With the above data suggesting that higher tau levels in AD patients may be linked to the development of psychosis, there have been no imaging studies of the in vivo relationship between these two factors.
In the present study, the US team used [18F]-AV1451, which is a PET ligand with a high affinity for insoluble paired-helical filaments (PHFs) of hyper-phosphorylated tau to explore this relationship. It is already known, that the distribution of the [18F]AV-1451 signal as seen on PET imaging, is a valid marker of clinical symptoms and neuro-degeneration. The researchers turned to data held in the Alzheimer’s Disease Neuroimaging Initiative (ADNI) database. This was designed primarily to explore whether a range of imaging modality scans combined with other biological markers and clinical/neuropsychological assessment could be used to measure the progression of mild cognitive impairment and early AD. Using the ADNI database, the team identified patients who had [18F]-AV1451 imaging at baseline and who subsequently became psychotic and matched these individuals to a cohort who also had [18F]-AV1451 imaging but did not become psychotic. To assess changes in cognition, the annualised rate of change (ARC) in the Clinical Dementia Rating Scale Sum of Boxes (CDR-SB) and mini-mental state exam (MMSE) were used with higher CDR-SB and lower MMSE scores indicative of more severe cognitive impairment.

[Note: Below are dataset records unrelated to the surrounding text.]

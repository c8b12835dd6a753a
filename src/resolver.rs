use crate::collector::{RawOutcome, Termination};
use crate::config::Config;
use crate::util::truncate_chars;
use crate::worker::WorkerPayload;
use serde_json::Value;

pub const NOTE_NOT_INSTALLED: &str = "worker not installed";
pub const NOTE_SPAWN_FAILED: &str = "worker failed to start";
pub const NOTE_TIMED_OUT: &str = "worker timed out";
pub const NOTE_NO_OUTPUT: &str = "no output from worker";
pub const NOTE_UNDECODABLE: &str = "worker output could not be decoded";
pub const NOTE_NONZERO_EXIT: &str = "worker exited with non-zero status";

#[derive(Debug, Clone, PartialEq)]
pub enum DecodedResult {
    Success {
        is_authentic: bool,
        confidence: f64,
        regenerated_artifact_path: Option<String>,
    },
    PipelineError {
        message: String,
    },
    DecodeFailure {
        raw_sample: String,
    },
    NoOutput,
}

impl DecodedResult {
    pub fn is_success(&self) -> bool {
        matches!(self, DecodedResult::Success { .. })
    }

    pub fn kind(&self) -> &'static str {
        match self {
            DecodedResult::Success { .. } => "success",
            DecodedResult::PipelineError { .. } => "pipeline_error",
            DecodedResult::DecodeFailure { .. } => "decode_failure",
            DecodedResult::NoOutput => "no_output",
        }
    }
}

#[derive(Debug, Clone, PartialEq)]
pub struct Resolution {
    pub result: DecodedResult,
    /// Reason attached to degraded responses.
    pub note: Option<&'static str>,
}

impl Resolution {
    fn new(result: DecodedResult, note: Option<&'static str>) -> Self {
        Self { result, note }
    }

    /// A decodable payload rejected only because the worker did not exit cleanly.
    pub fn is_exit_rejection(&self) -> bool {
        self.note == Some(NOTE_NONZERO_EXIT)
    }
}

#[derive(Debug, Clone)]
pub struct OutcomeResolver {
    sample_chars: usize,
    strict_exit_status: bool,
}

impl OutcomeResolver {
    pub fn new(sample_chars: usize, strict_exit_status: bool) -> Self {
        Self {
            sample_chars,
            strict_exit_status,
        }
    }

    pub fn from_config(cfg: &Config) -> Self {
        Self::new(cfg.worker.sample_chars, cfg.worker.strict_exit_status)
    }

    /// Classifies a finished run. Parsed content wins over the exit status
    /// unless `strict_exit_status` is set.
    pub fn resolve(&self, raw: &RawOutcome) -> Resolution {
        match raw.termination {
            Termination::Unavailable => {
                return Resolution::new(DecodedResult::NoOutput, Some(NOTE_NOT_INSTALLED));
            }
            Termination::SpawnFailed => {
                return Resolution::new(DecodedResult::NoOutput, Some(NOTE_SPAWN_FAILED));
            }
            Termination::TimedOut => {
                return Resolution::new(DecodedResult::NoOutput, Some(NOTE_TIMED_OUT));
            }
            Termination::Exited(_) | Termination::Signaled | Termination::Unknown => {}
        }

        let text = String::from_utf8_lossy(&raw.primary);
        let text = text.trim();
        if text.is_empty() {
            return Resolution::new(DecodedResult::NoOutput, Some(NOTE_NO_OUTPUT));
        }

        let value: Value = match serde_json::from_str(text) {
            Ok(v) => v,
            Err(_) => return self.undecodable(text, NOTE_UNDECODABLE),
        };

        if let Some(message) = error_marker(&value) {
            return Resolution::new(DecodedResult::PipelineError { message }, None);
        }

        let payload: WorkerPayload = match serde_json::from_value(value) {
            Ok(p) => p,
            Err(_) => return self.undecodable(text, NOTE_UNDECODABLE),
        };

        if self.strict_exit_status && raw.termination != Termination::Exited(0) {
            return self.undecodable(text, NOTE_NONZERO_EXIT);
        }

        let confidence = if payload.detection.confidence.is_finite() {
            payload.detection.confidence.clamp(0.0, 1.0)
        } else {
            0.5
        };
        Resolution::new(
            DecodedResult::Success {
                is_authentic: !payload.detection.is_deepfake,
                confidence,
                regenerated_artifact_path: payload.regenerated_path(),
            },
            None,
        )
    }

    fn undecodable(&self, text: &str, note: &'static str) -> Resolution {
        Resolution::new(
            DecodedResult::DecodeFailure {
                raw_sample: truncate_chars(text, self.sample_chars).to_string(),
            },
            Some(note),
        )
    }
}

/// Message of a payload whose `pipeline_status` is `"error"`.
fn error_marker(value: &Value) -> Option<String> {
    if value.get("pipeline_status").and_then(Value::as_str) != Some("error") {
        return None;
    }
    let message = match value.get("error") {
        Some(Value::String(s)) if !s.trim().is_empty() => s.clone(),
        Some(Value::Null) | None => "unknown pipeline error".to_string(),
        Some(Value::String(_)) => "unknown pipeline error".to_string(),
        Some(other) => other.to_string(),
    };
    Some(message)
}
use anyhow::{Context, Result, bail};
use serde::{Deserialize, Serialize};
use std::collections::BTreeMap;
use std::path::{Path, PathBuf};

#[derive(Debug, Clone, Default, Serialize, Deserialize)]
pub struct Config {
    #[serde(default)]
    pub paths: Paths,
    #[serde(default)]
    pub limits: Limits,
    #[serde(default)]
    pub worker: Worker,
    #[serde(default)]
    pub logging: Logging,
    #[serde(default)]
    pub debug: Debug,
}

impl Config {
    pub fn load(path: &Path) -> Result<Self> {
        let raw = std::fs::read_to_string(path)
            .with_context(|| format!("reading config: {}", path.display()))?;
        let cfg: Config = toml::from_str(&raw).with_context(|| "parsing TOML")?;
        cfg.validate()?;
        Ok(cfg)
    }

    pub fn validate(&self) -> Result<()> {
        if self.worker.timeout_seconds == 0 {
            bail!("worker.timeout_seconds must be greater than zero");
        }
        if self.worker.entry_point.trim().is_empty() {
            bail!("worker.entry_point is empty");
        }
        if self.limits.allowed_extensions.is_empty() {
            bail!("limits.allowed_extensions is empty");
        }
        if self.limits.max_concurrent_jobs == 0 {
            bail!("limits.max_concurrent_jobs must be greater than zero");
        }
        Ok(())
    }

    pub fn images_dir(&self) -> PathBuf {
        Path::new(&self.paths.uploads_dir).join(&self.paths.images_subdir)
    }

    pub fn regenerated_dir(&self) -> PathBuf {
        Path::new(&self.paths.uploads_dir).join(&self.paths.regenerated_subdir)
    }
}

#[derive(Debug, Clone, Serialize, Deserialize)]
pub struct Paths {
    pub uploads_dir: String,
    pub images_subdir: String,
    pub regenerated_subdir: String,
    /// URL prefix the uploads directory is served under.
    pub public_prefix: String,
}
impl Default for Paths {
    fn default() -> Self {
        Self {
            uploads_dir: "uploads".into(),
            images_subdir: "images".into(),
            regenerated_subdir: "regenerated".into(),
            public_prefix: "/uploads".into(),
        }
    }
}

#[derive(Debug, Clone, Serialize, Deserialize)]
pub struct Limits {
    pub max_upload_bytes: u64,
    pub allowed_extensions: Vec<String>,
    pub max_concurrent_jobs: usize,
}
impl Default for Limits {
    fn default() -> Self {
        Self {
            max_upload_bytes: 10 * 1024 * 1024,
            allowed_extensions: ["jpg", "jpeg", "png", "gif", "bmp", "webp"]
                .into_iter()
                .map(String::from)
                .collect(),
            max_concurrent_jobs: 4,
        }
    }
}

#[derive(Debug, Clone, Serialize, Deserialize)]
pub struct Worker {
    /// Program used to run the entry point. Empty runs the entry point directly.
    pub interpreter: String,
    pub entry_point: String,
    pub timeout_seconds: u64,
    /// How long to keep draining output after a forced kill.
    pub kill_grace_millis: u64,
    /// Downgrade a successful payload when the worker exits non-zero.
    pub strict_exit_status: bool,
    /// Upper bound on undecodable output kept for logging.
    pub sample_chars: usize,
    #[serde(default = "default_worker_env")]
    pub env: BTreeMap<String, String>,
    #[serde(default = "default_noise_markers")]
    pub noise_markers: Vec<String>,
}
impl Default for Worker {
    fn default() -> Self {
        Self {
            interpreter: "python3".into(),
            entry_point: "python_scripts/detection_pipeline.py".into(),
            timeout_seconds: 300,
            kill_grace_millis: 2000,
            strict_exit_status: false,
            sample_chars: 500,
            env: default_worker_env(),
            noise_markers: default_noise_markers(),
        }
    }
}

fn default_worker_env() -> BTreeMap<String, String> {
    [
        ("TF_CPP_MIN_LOG_LEVEL", "3"),
        ("TF_ENABLE_ONEDNN_OPTS", "0"),
        ("PYTHONWARNINGS", "ignore"),
    ]
    .into_iter()
    .map(|(k, v)| (k.to_string(), v.to_string()))
    .collect()
}

fn default_noise_markers() -> Vec<String> {
    vec![
        "tensorflow/core".into(),
        "oneDNN".into(),
        "This TensorFlow binary".into(),
        "AVX2".into(),
    ]
}

#[derive(Debug, Clone, Serialize, Deserialize)]
pub struct Logging {
    pub level: String,
    pub json: bool,
    pub write_to_file: bool,
    pub file_path: String,
}
impl Default for Logging {
    fn default() -> Self {
        Self {
            level: "info".into(),
            json: false,
            write_to_file: false,
            file_path: "".into(),
        }
    }
}

#[derive(Debug, Clone, Serialize, Deserialize)]
pub struct Debug {
    pub log_worker_diagnostics: bool,
    pub dump_effective_config: bool,
}
impl Default for Debug {
    fn default() -> Self {
        Self {
            log_worker_diagnostics: true,
            dump_effective_config: false,
        }
    }
}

Higher tau levels and the development of psychosis
A total of 17 patients who developed psychosis (AD+P) and with a mean age of 79.23 years (58.8% male) were identified and matched with 50 AD patients (mean age 78.8 years, 60% male) who did not become psychotic. The mean CDR-SB+P score was significantly higher in the AD+P group (6.29 vs 2.65, p < 0.0001) and the MMSE score significantly lower (20.94 vs 26.42, p < 0.0001). Using the mean ARC for the two groups, there were significant differences for both CDR-SB+P and MMSE, suggesting that AD+P patients declined more rapidly in terms of cognitive integrity (based on the MMSE score) and functional impairment (CDR-SB+P score) than those without psychosis over time.
The AD+P participants showed increases in tau uptake at baseline with higher tau levels in the frontal, temporal and occipital cortices. These differences in tau retention remained significantly greater in those who would become psychotic within all three Braak-derived regions of interest, i.e., transentorhinal, limbic and isocortical. This suggested that in addition to localised regions, psychosis may be associated with a more aggressive spread of tau.
The authors concluded that their findings would suggest that psychosis in those with AD leads to rapid cognitive impairment and that this was largely driven by higher tau levels in multiple locations of the brain. They added how there was a need to determine whether tau pathologies in the affected regions of the brain were of predictive value in prospective trials.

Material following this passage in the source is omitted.